*** Begin section ***

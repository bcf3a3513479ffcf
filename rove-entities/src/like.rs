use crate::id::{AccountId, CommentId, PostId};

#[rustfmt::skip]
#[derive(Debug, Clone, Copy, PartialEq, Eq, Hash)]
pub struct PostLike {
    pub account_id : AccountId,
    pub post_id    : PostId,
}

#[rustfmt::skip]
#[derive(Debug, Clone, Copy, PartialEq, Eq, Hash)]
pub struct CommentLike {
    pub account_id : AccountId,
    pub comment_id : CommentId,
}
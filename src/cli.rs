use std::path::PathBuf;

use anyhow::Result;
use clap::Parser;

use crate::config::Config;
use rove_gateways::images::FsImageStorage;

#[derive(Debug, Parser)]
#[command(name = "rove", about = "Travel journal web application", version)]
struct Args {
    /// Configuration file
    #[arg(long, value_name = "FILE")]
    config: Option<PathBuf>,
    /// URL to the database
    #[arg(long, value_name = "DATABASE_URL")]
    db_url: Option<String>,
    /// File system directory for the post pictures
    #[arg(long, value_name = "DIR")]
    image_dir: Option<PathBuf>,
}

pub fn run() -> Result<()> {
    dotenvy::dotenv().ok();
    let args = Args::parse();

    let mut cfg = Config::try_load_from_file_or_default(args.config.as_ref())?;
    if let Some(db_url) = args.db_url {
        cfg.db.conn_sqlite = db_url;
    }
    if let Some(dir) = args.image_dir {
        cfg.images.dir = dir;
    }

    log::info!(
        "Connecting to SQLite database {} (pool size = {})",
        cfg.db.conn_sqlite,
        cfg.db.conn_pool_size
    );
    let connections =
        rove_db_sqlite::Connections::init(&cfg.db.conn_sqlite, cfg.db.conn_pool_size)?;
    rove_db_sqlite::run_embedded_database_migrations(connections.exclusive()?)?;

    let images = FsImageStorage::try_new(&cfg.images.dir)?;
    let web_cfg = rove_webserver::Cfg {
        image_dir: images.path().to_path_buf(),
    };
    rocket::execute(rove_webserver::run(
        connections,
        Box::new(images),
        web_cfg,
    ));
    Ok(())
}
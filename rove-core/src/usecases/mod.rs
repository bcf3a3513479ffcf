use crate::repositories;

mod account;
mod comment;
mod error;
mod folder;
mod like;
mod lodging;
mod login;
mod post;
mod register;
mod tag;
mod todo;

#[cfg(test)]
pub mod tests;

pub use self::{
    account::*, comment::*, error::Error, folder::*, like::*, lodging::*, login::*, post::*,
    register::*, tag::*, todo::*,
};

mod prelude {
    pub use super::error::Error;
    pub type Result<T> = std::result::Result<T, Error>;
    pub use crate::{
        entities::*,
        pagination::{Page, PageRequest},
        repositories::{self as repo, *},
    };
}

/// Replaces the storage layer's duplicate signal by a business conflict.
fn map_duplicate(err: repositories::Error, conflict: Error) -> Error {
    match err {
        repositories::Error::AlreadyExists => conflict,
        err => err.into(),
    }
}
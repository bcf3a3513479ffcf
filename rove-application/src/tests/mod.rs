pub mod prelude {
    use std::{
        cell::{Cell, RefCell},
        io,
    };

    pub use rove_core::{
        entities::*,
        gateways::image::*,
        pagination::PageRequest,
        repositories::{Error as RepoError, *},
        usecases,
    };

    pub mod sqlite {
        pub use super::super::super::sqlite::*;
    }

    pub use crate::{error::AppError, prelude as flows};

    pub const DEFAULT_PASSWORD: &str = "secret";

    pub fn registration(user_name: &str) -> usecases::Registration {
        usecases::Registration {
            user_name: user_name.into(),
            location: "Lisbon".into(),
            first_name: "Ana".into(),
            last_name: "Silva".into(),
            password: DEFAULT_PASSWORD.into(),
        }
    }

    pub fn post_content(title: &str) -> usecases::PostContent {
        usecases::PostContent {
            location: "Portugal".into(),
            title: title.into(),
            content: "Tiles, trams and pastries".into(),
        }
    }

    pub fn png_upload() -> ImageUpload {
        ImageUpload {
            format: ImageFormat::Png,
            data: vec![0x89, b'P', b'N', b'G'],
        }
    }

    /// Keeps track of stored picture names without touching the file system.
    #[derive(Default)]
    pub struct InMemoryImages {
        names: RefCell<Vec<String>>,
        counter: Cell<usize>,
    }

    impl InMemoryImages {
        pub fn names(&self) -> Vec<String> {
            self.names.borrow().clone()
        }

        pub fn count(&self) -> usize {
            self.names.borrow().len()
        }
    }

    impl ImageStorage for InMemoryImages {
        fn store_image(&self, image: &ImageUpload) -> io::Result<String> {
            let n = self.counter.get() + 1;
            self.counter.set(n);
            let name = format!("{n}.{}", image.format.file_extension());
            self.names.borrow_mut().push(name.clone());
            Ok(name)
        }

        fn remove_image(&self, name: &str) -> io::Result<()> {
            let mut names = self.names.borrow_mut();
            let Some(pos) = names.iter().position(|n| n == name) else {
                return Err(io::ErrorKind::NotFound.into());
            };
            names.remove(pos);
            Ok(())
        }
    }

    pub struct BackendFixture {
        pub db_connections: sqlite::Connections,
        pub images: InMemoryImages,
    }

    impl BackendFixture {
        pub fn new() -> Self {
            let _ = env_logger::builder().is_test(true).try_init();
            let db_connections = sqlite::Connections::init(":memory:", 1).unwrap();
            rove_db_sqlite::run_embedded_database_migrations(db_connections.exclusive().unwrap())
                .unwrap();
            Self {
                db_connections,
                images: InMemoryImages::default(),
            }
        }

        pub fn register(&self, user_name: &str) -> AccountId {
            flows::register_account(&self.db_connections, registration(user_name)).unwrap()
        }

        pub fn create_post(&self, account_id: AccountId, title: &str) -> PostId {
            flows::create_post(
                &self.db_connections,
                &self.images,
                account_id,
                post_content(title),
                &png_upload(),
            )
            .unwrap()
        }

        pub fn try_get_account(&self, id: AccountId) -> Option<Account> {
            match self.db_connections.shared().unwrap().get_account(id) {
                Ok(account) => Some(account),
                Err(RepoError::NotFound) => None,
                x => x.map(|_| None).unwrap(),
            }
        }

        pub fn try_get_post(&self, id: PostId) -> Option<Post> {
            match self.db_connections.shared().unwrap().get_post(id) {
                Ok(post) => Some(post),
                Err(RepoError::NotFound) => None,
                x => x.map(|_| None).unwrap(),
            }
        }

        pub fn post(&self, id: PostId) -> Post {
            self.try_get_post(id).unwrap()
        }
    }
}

*** End section ***
*** Begin section ***

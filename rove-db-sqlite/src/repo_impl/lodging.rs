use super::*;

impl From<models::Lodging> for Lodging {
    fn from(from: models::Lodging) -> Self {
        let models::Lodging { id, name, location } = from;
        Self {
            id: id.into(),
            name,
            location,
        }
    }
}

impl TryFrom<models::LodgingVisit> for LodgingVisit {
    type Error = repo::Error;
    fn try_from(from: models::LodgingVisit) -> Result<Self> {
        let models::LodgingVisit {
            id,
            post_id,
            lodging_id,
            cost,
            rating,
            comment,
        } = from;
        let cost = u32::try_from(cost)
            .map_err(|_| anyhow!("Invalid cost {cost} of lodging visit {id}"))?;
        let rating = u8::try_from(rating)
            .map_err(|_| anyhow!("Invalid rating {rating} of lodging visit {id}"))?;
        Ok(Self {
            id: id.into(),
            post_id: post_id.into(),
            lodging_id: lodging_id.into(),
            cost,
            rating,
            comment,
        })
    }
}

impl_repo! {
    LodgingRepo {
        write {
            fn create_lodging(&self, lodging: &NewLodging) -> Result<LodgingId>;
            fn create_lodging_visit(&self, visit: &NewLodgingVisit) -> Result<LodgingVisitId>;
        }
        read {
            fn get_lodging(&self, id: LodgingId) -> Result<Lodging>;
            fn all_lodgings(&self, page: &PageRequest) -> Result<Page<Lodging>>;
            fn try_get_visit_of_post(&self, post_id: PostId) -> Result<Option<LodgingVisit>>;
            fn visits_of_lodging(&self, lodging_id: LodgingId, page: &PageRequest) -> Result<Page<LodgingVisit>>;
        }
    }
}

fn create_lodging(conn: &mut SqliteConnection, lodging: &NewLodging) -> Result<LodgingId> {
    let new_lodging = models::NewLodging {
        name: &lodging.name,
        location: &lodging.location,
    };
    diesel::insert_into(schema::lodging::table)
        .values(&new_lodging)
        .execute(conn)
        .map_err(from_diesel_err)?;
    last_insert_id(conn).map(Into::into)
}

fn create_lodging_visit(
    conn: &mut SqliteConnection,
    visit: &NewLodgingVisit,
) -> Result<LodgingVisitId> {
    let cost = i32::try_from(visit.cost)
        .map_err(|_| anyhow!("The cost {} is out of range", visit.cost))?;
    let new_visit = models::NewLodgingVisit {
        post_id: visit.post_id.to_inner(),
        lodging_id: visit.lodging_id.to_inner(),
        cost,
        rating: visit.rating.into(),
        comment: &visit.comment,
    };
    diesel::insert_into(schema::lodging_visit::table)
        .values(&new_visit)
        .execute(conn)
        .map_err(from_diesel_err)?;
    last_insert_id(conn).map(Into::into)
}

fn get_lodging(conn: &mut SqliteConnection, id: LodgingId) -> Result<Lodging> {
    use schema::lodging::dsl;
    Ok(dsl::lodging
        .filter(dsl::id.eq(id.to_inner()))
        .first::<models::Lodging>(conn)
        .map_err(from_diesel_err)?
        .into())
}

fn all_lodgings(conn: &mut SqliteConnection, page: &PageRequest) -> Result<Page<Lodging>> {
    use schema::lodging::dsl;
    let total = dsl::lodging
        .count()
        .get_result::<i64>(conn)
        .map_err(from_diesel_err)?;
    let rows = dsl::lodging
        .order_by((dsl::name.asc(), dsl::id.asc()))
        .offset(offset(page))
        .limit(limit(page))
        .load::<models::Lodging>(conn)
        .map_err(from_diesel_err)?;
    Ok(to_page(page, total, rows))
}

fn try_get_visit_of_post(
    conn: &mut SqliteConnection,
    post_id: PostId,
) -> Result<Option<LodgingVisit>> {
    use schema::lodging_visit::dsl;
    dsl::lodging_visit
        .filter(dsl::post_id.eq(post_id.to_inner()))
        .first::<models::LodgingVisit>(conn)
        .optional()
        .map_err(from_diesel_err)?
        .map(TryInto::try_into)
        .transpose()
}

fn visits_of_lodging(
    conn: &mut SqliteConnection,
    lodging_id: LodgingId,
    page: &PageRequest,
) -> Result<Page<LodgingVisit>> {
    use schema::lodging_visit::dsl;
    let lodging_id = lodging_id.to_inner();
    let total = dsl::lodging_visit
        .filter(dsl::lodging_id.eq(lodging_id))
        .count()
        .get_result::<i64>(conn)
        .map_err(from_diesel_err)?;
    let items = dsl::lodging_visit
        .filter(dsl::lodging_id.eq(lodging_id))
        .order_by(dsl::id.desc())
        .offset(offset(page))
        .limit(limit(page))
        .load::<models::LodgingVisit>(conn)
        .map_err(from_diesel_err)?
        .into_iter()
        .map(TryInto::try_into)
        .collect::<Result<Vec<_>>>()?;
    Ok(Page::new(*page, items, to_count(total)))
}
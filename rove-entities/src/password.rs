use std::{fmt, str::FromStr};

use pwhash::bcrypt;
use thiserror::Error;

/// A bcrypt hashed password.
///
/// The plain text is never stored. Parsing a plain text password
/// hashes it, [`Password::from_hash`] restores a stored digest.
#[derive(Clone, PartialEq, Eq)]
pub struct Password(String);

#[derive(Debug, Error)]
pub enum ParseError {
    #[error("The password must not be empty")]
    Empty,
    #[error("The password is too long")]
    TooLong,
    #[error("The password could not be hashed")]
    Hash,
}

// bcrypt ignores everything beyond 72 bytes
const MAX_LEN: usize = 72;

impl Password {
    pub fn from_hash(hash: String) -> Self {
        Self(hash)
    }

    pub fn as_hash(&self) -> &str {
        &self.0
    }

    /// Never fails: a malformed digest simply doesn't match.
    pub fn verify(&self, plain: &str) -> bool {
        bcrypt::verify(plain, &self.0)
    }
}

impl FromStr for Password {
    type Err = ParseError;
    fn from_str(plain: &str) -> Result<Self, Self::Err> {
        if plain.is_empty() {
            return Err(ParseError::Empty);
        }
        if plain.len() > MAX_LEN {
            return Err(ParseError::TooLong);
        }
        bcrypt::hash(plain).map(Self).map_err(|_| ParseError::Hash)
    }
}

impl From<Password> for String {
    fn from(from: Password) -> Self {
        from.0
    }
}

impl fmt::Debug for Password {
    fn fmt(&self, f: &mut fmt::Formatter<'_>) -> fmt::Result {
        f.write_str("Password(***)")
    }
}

*** End section ***

Exercise details
Show, from the listing above, every line holding the word "entities".

Response box
filename rove-entities/src/like.rs
        entities::*,
        entities::*,
filename rove-entities/src/password.rs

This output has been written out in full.